The spread of the Omicron variant in Japan rekindles debates on the special status enjoyed by the US military stationed in the Archipelago. Judged in part responsible for the new wave, these soldiers accepted, late and after multiple requests from the Japanese government, to restrict, from Monday January 10 and ” for two weeks “, their activities “Non-essential” off the bases. They also reinstated the compulsory wearing of masks outdoors and tests for personnel arriving from abroad.

Japanese Foreign Minister Yoshimasa Hayashi had previously “Insisted on strengthening preventive measures” and the government spokesperson, Hirokazu Matsuno, had expressed his “Strong concerns” on the situation on the bases, while Japan is experiencing a resurgence of contamination on a national scale, 6,436 cases of Covid-19 on January 10, against 574 on the 1er January.

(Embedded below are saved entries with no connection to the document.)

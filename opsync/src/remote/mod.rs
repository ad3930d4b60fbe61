//! Remote realtime store abstraction.
//!
//! Defines the [`RemoteStore`] trait that every remote adapter satisfies.
//! Concrete implementations:
//! - [`ws::WsRemote`]: WebSocket client for `opsync-relay`
//! - [`memory::MemoryRemote`]: in-process store with switchable failures, for tests
//!
//! Rows crossing this boundary are snake_case JSON objects; see [`rows`]
//! for the translation from canonical records. [`poll`] implements the
//! pull fallback used while the push feed is down.

pub mod memory;
pub mod poll;
pub mod rows;
pub mod ws;

use chrono::{DateTime, Utc};
use opsync_proto::codec::WireError;
use opsync_proto::remote::{ChangeKind, Table};
use serde_json::Value;
use tokio::sync::broadcast;

/// Errors that can occur during remote store operations.
#[derive(Debug, thiserror::Error)]
pub enum RemoteError {
    /// The call did not complete within the configured timeout.
    #[error("remote operation timed out")]
    Timeout,

    /// The configured URL is not a usable WebSocket URL.
    #[error("invalid remote url: {0}")]
    InvalidUrl(String),

    /// The remote could not be reached.
    #[error("remote store unreachable: {0}")]
    Unreachable(String),

    /// The link dropped while the call was in flight.
    #[error("remote connection closed")]
    ConnectionClosed,

    /// The remote refused the operation.
    #[error("remote rejected the operation: {0}")]
    Rejected(String),

    /// A wire frame could not be encoded or decoded.
    #[error("wire codec error: {0}")]
    Codec(#[from] WireError),

    /// A row was not valid JSON.
    #[error("row is not valid JSON: {0}")]
    Json(#[from] serde_json::Error),
}

/// A mutation announced by the remote push feed.
#[derive(Debug, Clone, PartialEq, Eq)]
pub struct RemoteChange {
    /// Table that changed.
    pub table: Table,
    /// Insert, update, or delete.
    pub kind: ChangeKind,
    /// Id of the changed row.
    pub id: String,
    /// The row after the change; `None` for deletes.
    pub row: Option<Value>,
}

/// Async interface to the authoritative remote store.
///
/// All mutating calls return as soon as the remote has answered; callers
/// bound them with their own timeout and never retry.
pub trait RemoteStore: Send + Sync + 'static {
    /// Insert a row. The remote assigns an id when the row carries none.
    ///
    /// Returns the row as stored.
    fn insert(
        &self,
        table: Table,
        row: Value,
    ) -> impl std::future::Future<Output = Result<Value, RemoteError>> + Send;

    /// Merge `patch` into the row with `id`.
    ///
    /// Returns the updated row.
    fn update(
        &self,
        table: Table,
        id: &str,
        patch: Value,
    ) -> impl std::future::Future<Output = Result<Value, RemoteError>> + Send;

    /// Delete the row with `id`. Deleting an absent row succeeds.
    fn delete(
        &self,
        table: Table,
        id: &str,
    ) -> impl std::future::Future<Output = Result<(), RemoteError>> + Send;

    /// Up to `limit` rows created at or after `since`, newest first.
    fn fetch_since(
        &self,
        table: Table,
        since: Option<DateTime<Utc>>,
        limit: u32,
    ) -> impl std::future::Future<Output = Result<Vec<Value>, RemoteError>> + Send;

    /// Subscribe to the push feed of `table`.
    ///
    /// Never fails: if the feed cannot be established now, the receiver
    /// stays quiet until a later reconnect re-establishes it.
    fn subscribe(
        &self,
        table: Table,
    ) -> impl std::future::Future<Output = broadcast::Receiver<RemoteChange>> + Send;

    /// Whether the push feed is currently delivering changes.
    fn feed_live(&self) -> bool;
}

The US military is suspected of contributing to the rebound of the epidemic in the country, because most of the cases come from Okinawa (south). This small archipelago is home to more than 60% of Japan’s 50,000 GIs. The first contaminations of the last wave would have been detected at the end of December on the American base of Camp Hansen. On January 8, Okinawa recorded 1,759 cases in one day, a record since the start of the pandemic, in this prefecture of 1.5 million inhabitants, which does not include the cases of the American bases, which amounted to 547 the same day. The governor, Denny Tamaki, a supporter of the reduction of American forces in his department, expressed his ” anger “ in front of the “Alarming rise” contaminations.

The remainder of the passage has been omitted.